You can't just compare Avalon's selling price and then triple that and pretend that somehow means anything.

Avalon's chips are only 275MH/s and 15mm @ 110nm.  Moving to 28nm (110/28)^2 would make the same Avalon chip 1/15th the size (or about 1mm2).  Of course nobody makes chips that small but Avalon could make the chip 15x larger and thus have 15x the hashing power for the same SIZE so something on the order of 4 GH/s (15 x 0.275 GH/s) and 15mm @ 28nm.  Still 4 GH/s isn't 500 GH/s.  With Avalon design you would either need to make the chip much bigger (and thus the cost per chip rises but the cost is per mm2) or use multiple chips to get a 500 GH/s miner.  You can't simply say oh Avalon chips are cheap (<$13) so lets triple that cost ($39) and pretend shrinking it to 28nm makes it a 500 GH/s chip and that makes it ($39/500) $0.19 per GH/s.  

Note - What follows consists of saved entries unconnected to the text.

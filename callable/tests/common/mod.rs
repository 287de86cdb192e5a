#![allow(dead_code)]

use callable::{Arity, Callable, Callback, Failure, Keyword, NamedArgs, ParamSpec, Params, Value};
use serde_json::json;
use thiserror::Error;

// ============================================================================
// Constructor Parameter Shapes
// ============================================================================

pub struct NoParams;

impl Callable for NoParams {
    type Output = &'static str;

    fn construct(params: Params, _: Option<Callback<'_>>) -> Result<Self, Failure> {
        params.bind(&ParamSpec::NONE)?;
        Ok(NoParams)
    }

    fn call(self, _: Option<Callback<'_>>) -> Result<Self::Output, Failure> {
        Ok("ok")
    }
}

/// `(a)`
pub struct PositionalReq {
    a: i64,
}

impl Callable for PositionalReq {
    type Output = i64;

    fn construct(params: Params, _: Option<Callback<'_>>) -> Result<Self, Failure> {
        let bound = params.bind(&ParamSpec::positional(1, 0))?;
        Ok(PositionalReq { a: bound.arg(0)? })
    }

    fn call(self, _: Option<Callback<'_>>) -> Result<i64, Failure> {
        Ok(self.a)
    }
}

/// `(a = 5)`
pub struct PositionalOpt {
    a: i64,
}

impl Callable for PositionalOpt {
    type Output = i64;

    fn construct(params: Params, _: Option<Callback<'_>>) -> Result<Self, Failure> {
        let bound = params.bind(&ParamSpec::positional(0, 1))?;
        Ok(PositionalOpt {
            a: bound.arg_or(0, 5)?,
        })
    }

    fn call(self, _: Option<Callback<'_>>) -> Result<i64, Failure> {
        Ok(self.a)
    }
}

/// `(*nums)`, summed.
pub struct RestPositional {
    sum: i64,
}

impl Callable for RestPositional {
    type Output = i64;

    fn construct(params: Params, _: Option<Callback<'_>>) -> Result<Self, Failure> {
        let bound = params.bind(&ParamSpec::NONE.with_rest())?;
        let nums: Vec<i64> = bound.rest()?;
        Ok(RestPositional {
            sum: nums.iter().sum(),
        })
    }

    fn call(self, _: Option<Callback<'_>>) -> Result<i64, Failure> {
        Ok(self.sum)
    }
}

/// `(x:)`
pub struct KeywordReq {
    x: i64,
}

impl Callable for KeywordReq {
    type Output = i64;

    fn construct(params: Params, _: Option<Callback<'_>>) -> Result<Self, Failure> {
        const SPEC: ParamSpec = ParamSpec::NONE.with_keywords(&[Keyword::required("x")]);
        let bound = params.bind(&SPEC)?;
        Ok(KeywordReq {
            x: bound.keyword("x")?,
        })
    }

    fn call(self, _: Option<Callback<'_>>) -> Result<i64, Failure> {
        Ok(self.x)
    }
}

/// `(x: 7)`
pub struct KeywordOpt {
    x: i64,
}

impl Callable for KeywordOpt {
    type Output = i64;

    fn construct(params: Params, _: Option<Callback<'_>>) -> Result<Self, Failure> {
        const SPEC: ParamSpec = ParamSpec::NONE.with_keywords(&[Keyword::optional("x")]);
        let bound = params.bind(&SPEC)?;
        Ok(KeywordOpt {
            x: bound.keyword_or("x", 7)?,
        })
    }

    fn call(self, _: Option<Callback<'_>>) -> Result<i64, Failure> {
        Ok(self.x)
    }
}

/// `(**opts)`
pub struct KeywordRest {
    opts: NamedArgs,
}

impl Callable for KeywordRest {
    type Output = NamedArgs;

    fn construct(params: Params, _: Option<Callback<'_>>) -> Result<Self, Failure> {
        let bound = params.bind(&ParamSpec::NONE.with_keyword_rest())?;
        Ok(KeywordRest {
            opts: bound.into_keyword_rest(),
        })
    }

    fn call(self, _: Option<Callback<'_>>) -> Result<NamedArgs, Failure> {
        Ok(self.opts)
    }
}

/// `(a, b = 2, c:, d: 4, **rest)`
pub struct Combo {
    vals: Value,
}

impl Callable for Combo {
    type Output = Value;

    fn construct(params: Params, _: Option<Callback<'_>>) -> Result<Self, Failure> {
        const SPEC: ParamSpec = ParamSpec::positional(1, 1)
            .with_keywords(&[Keyword::required("c"), Keyword::optional("d")])
            .with_keyword_rest();
        let bound = params.bind(&SPEC)?;
        let a: i64 = bound.arg(0)?;
        let b: i64 = bound.arg_or(1, 2)?;
        let c: i64 = bound.keyword("c")?;
        let d: i64 = bound.keyword_or("d", 4)?;
        Ok(Combo {
            vals: json!([a, b, c, d, bound.keyword_rest()]),
        })
    }

    fn call(self, _: Option<Callback<'_>>) -> Result<Value, Failure> {
        Ok(self.vals)
    }
}

/// `(*nums, **opts)`
pub struct RestCombo {
    nums: Vec<Value>,
    opts: NamedArgs,
}

impl Callable for RestCombo {
    type Output = (Vec<Value>, NamedArgs);

    fn construct(params: Params, _: Option<Callback<'_>>) -> Result<Self, Failure> {
        let bound = params.bind(&ParamSpec::ANY)?;
        Ok(RestCombo {
            nums: bound.rest()?,
            opts: bound.into_keyword_rest(),
        })
    }

    fn call(self, _: Option<Callback<'_>>) -> Result<Self::Output, Failure> {
        Ok((self.nums, self.opts))
    }
}

/// `(**opts)`, recording whether a named section reached the constructor.
pub struct KwPath {
    had_named: bool,
    opts: NamedArgs,
}

impl Callable for KwPath {
    type Output = (bool, NamedArgs);

    fn construct(params: Params, _: Option<Callback<'_>>) -> Result<Self, Failure> {
        let had_named = params.has_named();
        let bound = params.bind(&ParamSpec::NONE.with_keyword_rest())?;
        Ok(KwPath {
            had_named,
            opts: bound.into_keyword_rest(),
        })
    }

    fn call(self, _: Option<Callback<'_>>) -> Result<Self::Output, Failure> {
        Ok((self.had_named, self.opts))
    }
}

/// `(x)`; the instance doubles its argument.
pub struct PrivateInit {
    x: i64,
}

impl PrivateInit {
    fn new(x: i64) -> Self {
        Self { x }
    }
}

impl Callable for PrivateInit {
    type Output = i64;

    fn construct(params: Params, _: Option<Callback<'_>>) -> Result<Self, Failure> {
        let bound = params.bind(&ParamSpec::positional(1, 0))?;
        Ok(Self::new(bound.arg(0)?))
    }

    fn call(self, _: Option<Callback<'_>>) -> Result<i64, Failure> {
        Ok(self.x * 2)
    }
}

// ============================================================================
// Callback Shapes
// ============================================================================

/// Yields itself from the constructor so the caller can configure it.
#[derive(Default)]
pub struct Configurable {
    configured: bool,
}

impl Configurable {
    pub fn mark(&mut self) {
        self.configured = true;
    }
}

impl Callable for Configurable {
    type Output = bool;

    fn construct(params: Params, callback: Option<Callback<'_>>) -> Result<Self, Failure> {
        params.bind(&ParamSpec::NONE)?;
        let mut this = Configurable::default();
        if let Some(mut callback) = callback {
            callback.yield_target(&mut this);
        }
        Ok(this)
    }

    fn call(self, _: Option<Callback<'_>>) -> Result<bool, Failure> {
        Ok(self.configured)
    }
}

/// Yields `init` while constructing and `call` while invoked.
pub struct DoubleYield;

impl Callable for DoubleYield {
    type Output = ();

    fn construct(params: Params, callback: Option<Callback<'_>>) -> Result<Self, Failure> {
        params.bind(&ParamSpec::NONE)?;
        if let Some(mut callback) = callback {
            callback.yield_value("init");
        }
        Ok(DoubleYield)
    }

    fn call(self, callback: Option<Callback<'_>>) -> Result<(), Failure> {
        if let Some(mut callback) = callback {
            callback.yield_value("call");
        }
        Ok(())
    }
}

/// Like [`DoubleYield`], but `call` declares one defaulted value parameter.
pub struct SingleYield;

impl Callable for SingleYield {
    type Output = &'static str;
    const ARITY: Arity = Arity::optional(1);

    fn construct(params: Params, callback: Option<Callback<'_>>) -> Result<Self, Failure> {
        params.bind(&ParamSpec::NONE)?;
        if let Some(mut callback) = callback {
            callback.yield_value("init");
        }
        Ok(SingleYield)
    }

    fn call(self, callback: Option<Callback<'_>>) -> Result<Self::Output, Failure> {
        if let Some(mut callback) = callback {
            callback.yield_value("call");
        }
        Ok("done")
    }
}

/// Uses the callback only in `call`.
pub struct Forwarded;

impl Callable for Forwarded {
    type Output = ();

    fn construct(params: Params, _: Option<Callback<'_>>) -> Result<Self, Failure> {
        params.bind(&ParamSpec::NONE)?;
        Ok(Forwarded)
    }

    fn call(self, callback: Option<Callback<'_>>) -> Result<(), Failure> {
        if let Some(mut callback) = callback {
            callback.yield_value("call");
        }
        Ok(())
    }
}

/// Ignores the callback everywhere.
pub struct NoForward;

impl Callable for NoForward {
    type Output = &'static str;

    fn construct(params: Params, _: Option<Callback<'_>>) -> Result<Self, Failure> {
        params.bind(&ParamSpec::NONE)?;
        Ok(NoForward)
    }

    fn call(self, _: Option<Callback<'_>>) -> Result<Self::Output, Failure> {
        Ok("ok")
    }
}

// ============================================================================
// Failure Shapes
// ============================================================================

/// A caller-defined refinement of "invalid arguments".
#[derive(Error, Debug, PartialEq, Eq)]
#[error("{0}")]
pub struct CtorCustomError(pub String);

/// `(x)`, with an operation that returns nothing.
pub struct BadInit;

impl Callable for BadInit {
    type Output = ();

    fn construct(params: Params, _: Option<Callback<'_>>) -> Result<Self, Failure> {
        params.bind(&ParamSpec::positional(1, 0))?;
        Ok(BadInit)
    }

    fn call(self, _: Option<Callback<'_>>) -> Result<(), Failure> {
        Ok(())
    }
}

pub struct CallError;

impl Callable for CallError {
    type Output = ();

    fn construct(params: Params, _: Option<Callback<'_>>) -> Result<Self, Failure> {
        params.bind(&ParamSpec::NONE)?;
        Ok(CallError)
    }

    fn call(self, _: Option<Callback<'_>>) -> Result<(), Failure> {
        Err(Failure::msg("boom"))
    }
}

/// Rejects every argument set with the built-in kind.
pub struct InitArgumentError;

impl Callable for InitArgumentError {
    type Output = &'static str;

    fn construct(_: Params, _: Option<Callback<'_>>) -> Result<Self, Failure> {
        Err(Failure::invalid_arguments("bad ctor"))
    }

    fn call(self, _: Option<Callback<'_>>) -> Result<Self::Output, Failure> {
        Ok("never")
    }
}

pub struct CallArgumentError;

impl Callable for CallArgumentError {
    type Output = ();

    fn construct(params: Params, _: Option<Callback<'_>>) -> Result<Self, Failure> {
        params.bind(&ParamSpec::NONE)?;
        Ok(CallArgumentError)
    }

    fn call(self, _: Option<Callback<'_>>) -> Result<(), Failure> {
        Err(Failure::invalid_arguments("bad call"))
    }
}

/// Rejects every argument set with [`CtorCustomError`].
pub struct InitCustomErrorService;

impl Callable for InitCustomErrorService {
    type Output = &'static str;

    fn construct(_: Params, _: Option<Callback<'_>>) -> Result<Self, Failure> {
        Err(Failure::custom(CtorCustomError("custom ctor err".into())))
    }

    fn call(self, _: Option<Callback<'_>>) -> Result<Self::Output, Failure> {
        Ok("never")
    }
}

pub struct CallCustomErrorService;

impl Callable for CallCustomErrorService {
    type Output = ();

    fn construct(params: Params, _: Option<Callback<'_>>) -> Result<Self, Failure> {
        params.bind(&ParamSpec::NONE)?;
        Ok(CallCustomErrorService)
    }

    fn call(self, _: Option<Callback<'_>>) -> Result<(), Failure> {
        Err(Failure::custom(CtorCustomError("custom call err".into())))
    }
}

You pay per wafer, the wafer is a certain size, the size of your chip determines how many chips per wafer.  Wafer cost / number of chips per wafer = chip cost.  Bigger chip = bigger % of the wafer = higher cost per chip.  The cost per GH/s depends only on wafer cost AND GH/mm2.

Your math was just utter nonsense.  It is like saying a day is 24 hours and a gallon has 4 quarts so the cost of a beer is 4/24 = $0.16, any beer (regardless of if it is a small glass or giant flagon) can't possibly cost more than $0.16.